ARTICLE X - FINANCIAL POLICY

The Budget and Finance Committee shall establish the financial needs of the League. All money is to be spent in the best interest of the girls in the League and with a majority vote of the Board of Directors. Since the League is a tax exempt, non-profit organization, and in the event that it dissolves, all funds shall revert to a charitable or non-profit organization to be agreed upon by the Board of Directors, or its remaining members.
 

ARTICLE XI - THE COMPLEX

Section 1: The Fields at Gaylord, known as the Complex, shall be for the benefit of the League, to manage, promote and monitor said League. Any expansion or additions to the Complex will be with the expressed written permission of Gaylord Hospital without exception.

Section 2: Annually, the League President or his/her assigned shall enter into an extension of contract for usage. Without exception, all or as many as possible games shall be held at the Complex.

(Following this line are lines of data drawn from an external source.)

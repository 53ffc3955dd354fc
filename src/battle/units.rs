//! Combatants and the factions that control them
//!
//! Units are stored in a roster vector and addressed by `UnitId`. They
//! are never removed during a battle: death and unconsciousness are
//! statuses, so handles stay valid for the whole battle.

use serde::{Deserialize, Serialize};

use crate::battle::ai::AiState;
use crate::battle::battle_map::Footprint;
use crate::core::types::{Position, UnitId};

/// Turn-rotating sides: Player is primary, Hostile secondary, Neutral tertiary
#[derive(Debug, Clone, Copy, PartialEq, Eq, Hash, Serialize, Deserialize, Default)]
pub enum Faction {
    #[default]
    Player,
    Hostile,
    Neutral,
}

impl Faction {
    /// Hostiles fight everyone else; Player and Neutral are on the same side
    pub fn is_enemy_of(&self, other: Faction) -> bool {
        matches!(
            (self, other),
            (Faction::Hostile, Faction::Player)
                | (Faction::Hostile, Faction::Neutral)
                | (Faction::Player, Faction::Hostile)
                | (Faction::Neutral, Faction::Hostile)
        )
    }
}

/// Locomotion/body status
#[derive(Debug, Clone, Copy, PartialEq, Eq, Serialize, Deserialize, Default)]
pub enum UnitStatus {
    #[default]
    Standing,
    Walking,
    Flying,
    Turning,
    Aiming,
    Collapsing,
    Dead,
    Unconscious,
    Panicking,
    Berserk,
}

/// Combatant rank, also the row of the spawn rank-fallback table
#[derive(Debug, Clone, Copy, PartialEq, Eq, Hash, Serialize, Deserialize, Default)]
pub enum UnitRank {
    Commander = 0,
    Leader = 1,
    Engineer = 2,
    Medic = 3,
    Navigator = 4,
    #[default]
    Soldier = 5,
    Terrorist = 6,
    Terrorist2 = 7,
}

impl UnitRank {
    pub const ALL: [UnitRank; 8] = [
        UnitRank::Commander,
        UnitRank::Leader,
        UnitRank::Engineer,
        UnitRank::Medic,
        UnitRank::Navigator,
        UnitRank::Soldier,
        UnitRank::Terrorist,
        UnitRank::Terrorist2,
    ];

    pub fn index(self) -> usize {
        self as usize
    }

    /// Officers guard; everyone else scouts
    pub fn is_officer(self) -> bool {
        matches!(
            self,
            UnitRank::Commander
                | UnitRank::Leader
                | UnitRank::Engineer
                | UnitRank::Medic
                | UnitRank::Navigator
        )
    }
}

/// Authored aggression trait
#[derive(Debug, Clone, Copy, PartialEq, Eq, Serialize, Deserialize, Default)]
pub enum Aggression {
    Cautious,
    #[default]
    Normal,
    Aggressive,
}

/// A combatant on the battlefield
#[derive(Debug, Clone, Serialize, Deserialize)]
pub struct BattleUnit {
    pub id: UnitId,
    pub unit_type: String,
    pub faction: Faction,
    /// Faction at battle start; differs while mind-controlled or turned
    pub original_faction: Faction,
    pub position: Position,
    pub status: UnitStatus,
    pub footprint: Footprint,
    pub rank: UnitRank,
    pub aggression: Aggression,

    pub health: i32,
    pub max_health: i32,
    pub stun: i32,
    pub morale: i32,
    pub time_units: u32,
    pub max_time_units: u32,
    /// How many full turns an exposed enemy stays known to this unit's side
    pub intelligence: u32,

    /// Turns left burning
    pub fire: u8,
    /// Full turns since this unit was last seen by the opposing AI
    /// (`None` = unknown to them)
    pub exposure: Option<u32>,
    /// Excluded from "next unit" cycling until the side's next turn
    pub dont_reselect: bool,

    pub ai: Option<AiState>,
}

impl BattleUnit {
    pub fn new(unit_type: &str, faction: Faction) -> Self {
        Self {
            id: UnitId(0),
            unit_type: unit_type.to_string(),
            faction,
            original_faction: faction,
            position: Position::default(),
            status: UnitStatus::Standing,
            footprint: Footprint::SMALL,
            rank: UnitRank::default(),
            aggression: Aggression::default(),
            health: 40,
            max_health: 40,
            stun: 0,
            morale: 100,
            time_units: 60,
            max_time_units: 60,
            intelligence: 3,
            fire: 0,
            exposure: None,
            dont_reselect: false,
            ai: None,
        }
    }

    /// Builder: attach a fresh AI state
    pub fn with_ai(mut self) -> Self {
        self.ai = Some(AiState::new(!self.rank.is_officer()));
        self
    }

    pub fn with_rank(mut self, rank: UnitRank) -> Self {
        self.rank = rank;
        self
    }

    pub fn with_footprint(mut self, footprint: Footprint) -> Self {
        self.footprint = footprint;
        self
    }

    /// Dead or unconscious
    pub fn is_out(&self) -> bool {
        matches!(self.status, UnitStatus::Dead | UnitStatus::Unconscious)
    }

    /// Cannot take actions this activation
    pub fn is_incapacitated(&self) -> bool {
        self.is_out() || matches!(self.status, UnitStatus::Collapsing)
    }

    pub fn is_mind_controlled(&self) -> bool {
        self.faction != self.original_faction
    }

    pub fn health_ratio(&self) -> f32 {
        if self.max_health <= 0 {
            return 0.0;
        }
        (self.health.max(0) as f32 / self.max_health as f32).clamp(0.0, 1.0)
    }

    pub fn is_enemy_of(&self, other: &BattleUnit) -> bool {
        self.faction.is_enemy_of(other.faction)
    }

    pub fn occupied_cells(&self) -> Vec<Position> {
        self.footprint.cells(self.position)
    }

    pub fn change_morale(&mut self, delta: i32) {
        self.morale = (self.morale + delta).clamp(0, 100);
    }

    /// Start-of-side refresh for a unit about to act
    pub fn prepare_new_turn(&mut self, morale_recovery: i32) {
        if self.is_out() {
            return;
        }
        self.time_units = self.max_time_units;
        self.dont_reselect = false;
        self.change_morale(morale_recovery);
        if matches!(self.status, UnitStatus::Panicking | UnitStatus::Berserk) {
            self.status = UnitStatus::Standing;
        }
    }
}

Section 3: The Concession Stand will come under the Board of Directors or its designee. Weekly or as needed, inventory, purchases, bank deposits shall be performed. The concession stand will be manned by parent volunteers by team based on a schedule developed by the Board of Directors or its designee.

Section 4: Out of League activities non-league participants, such as non-league tournaments etc., will be addressed through Article X Section 1, and approved by the Board of Directors. A contract must be in place to include but not limited to dates, fees, responsibilities, and proof of insurance.

Section 5: Utilities must be turned on and turned off seasonally with the coordination of the Wallingford Water Division. All pipes must be drained and winterized.
 

ARTICLE XII - GENERAL RULES

The rules of parliamentary practice comprised in Robert's Rules of Order Newly Revised shall govern the procedures of the Executive Committee of the League, subject to the special rules which have been or may be adopted.
 

ARTICLE XIII- ELECTRONIC COMMUNICATION

The Board of Directors shall be authorized to meet by telephone conference or through other electronic communications media so long as all the members can simultaneously hear each other and participate during the meeting.

Voting via email or other electronic means is allowed.  However, for a motion to pass, the vote must be unanimously in favor of the motion and ¾ of the Board of Directors must participate in the vote.  The voting period must be a minimum of 48 hours.